Of course, my enthusiasm extends beyond simply studying these models. I’ve acquired quite a bit of information, and I can’t help but try to apply it all to my own little worlds. It’s become nearly impossible for me to keep from interacting with people—in real life and also guests on podcasts and characters in shows and books—without trying to “type” them! During our introductions with my new Bible study small group a few weeks ago, we were asked to share something interesting about ourselves; of course I shared my interest in personality types, and warned the girls that in getting to know each other I would likely be trying to piece together each of their personality styles. (And if that creepy statement didn’t scare the new girls away, I don’t know what will!)

Since my passion for all things personality remains strong, I’ve decided to take you along with me on my exploratory journeys through this vast subject. Today’s post is the first in a miniseries I will be doing on some of the most popular personality models. There are countless personality frameworks designed by experts to help us categorize everything from our organizational styles to our spirit animals, but this series will focus in on the models I’ve personally found most useful. I’ll give you a brief overview of the models, as well as links to quizzes you can take to determine your own style. I’ll also direct you to other resources for those of you who are interested in delving deeper!

Before We Begin . . .

If you haven’t already been bitten by the personality bug, you might be tempted to skip this series, but let me try to convince you otherwise.

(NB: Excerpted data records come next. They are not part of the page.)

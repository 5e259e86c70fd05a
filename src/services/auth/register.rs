use actix_web::{HttpRequest, HttpResponse, Result as ActixResult};

use super::AuthService;
use super::login::issue_session;
use crate::errors::TeknofestError;
use crate::models::{
    ApiResponse, ErrorCode,
    auth::requests::RegisterRequest,
    users::{UserRole, requests::CreateUserRequest},
};
use crate::services::{internal_error, storage_of};
use crate::utils::password::hash_password;
use crate::utils::validate::{non_blank, validate_password, validate_username};

pub const USERNAME_TAKEN: &str = "Bu kullanıcı adı alınmış.";

fn username_taken() -> HttpResponse {
    HttpResponse::Conflict().json(ApiResponse::error_empty(
        ErrorCode::UserNameAlreadyExists,
        USERNAME_TAKEN,
    ))
}

pub async fn handle_register(
    service: &AuthService,
    register_request: RegisterRequest,
    request: &HttpRequest,
) -> ActixResult<HttpResponse> {
    let storage = storage_of(request)?;

    if !register_request.role.can_self_register() {
        return Ok(HttpResponse::BadRequest().json(ApiResponse::error_empty(
            ErrorCode::UserRoleInvalid,
            "Yönetici hesabı kayıt ekranından oluşturulamaz.",
        )));
    }

    let username = register_request.username.trim().to_string();
    if let Err(msg) = validate_username(&username) {
        return Ok(HttpResponse::BadRequest().json(ApiResponse::error_empty(
            ErrorCode::UserNameInvalid,
            msg,
        )));
    }
    if let Err(msg) = validate_password(&register_request.password) {
        return Ok(HttpResponse::BadRequest().json(ApiResponse::error_empty(
            ErrorCode::UserPasswordInvalid,
            msg,
        )));
    }

    match storage.get_user_by_username(&username).await {
        Ok(Some(_)) => return Ok(username_taken()),
        Ok(None) => {}
        Err(e) => return Ok(internal_error(ErrorCode::RegisterFailed, "Username lookup failed", e)),
    }

    let password_hash = match hash_password(&register_request.password) {
        Ok(hash) => hash,
        Err(e) => return Ok(internal_error(ErrorCode::RegisterFailed, "Password hashing failed", e)),
    };

    // 仅学生保存指导教师
    let advisor_username = match register_request.role {
        UserRole::Student => non_blank(register_request.advisor_username.as_deref()),
        _ => None,
    };

    let create = CreateUserRequest {
        username,
        password_hash,
        role: register_request.role,
        advisor_username,
    };

    match storage.create_user(create).await {
        Ok(user) => {
            tracing::info!("Registered {} account {}", user.role, user.username);
            Ok(issue_session(
                service,
                user,
                false,
                "Kayıt başarılı.",
                HttpResponse::Created(),
            ))
        }
        // 并发注册时由唯一约束兜底
        Err(TeknofestError::Validation(_)) => Ok(username_taken()),
        Err(e) => Ok(internal_error(ErrorCode::RegisterFailed, "User creation failed", e)),
    }
}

There are a number of reasons to study personality models: not only are they fascinating for their own sake, they are also incredibly useful.

Knowing more about your personality can help you understand and embrace aspects of yourself that you might not have been aware of, and it can help you identify areas that can use some extra work or support. For me personally, exploring personality models has helped me become more confident by helping me to accept parts of myself that I don’t necessarily like but now realize are simply part of who I was made to be.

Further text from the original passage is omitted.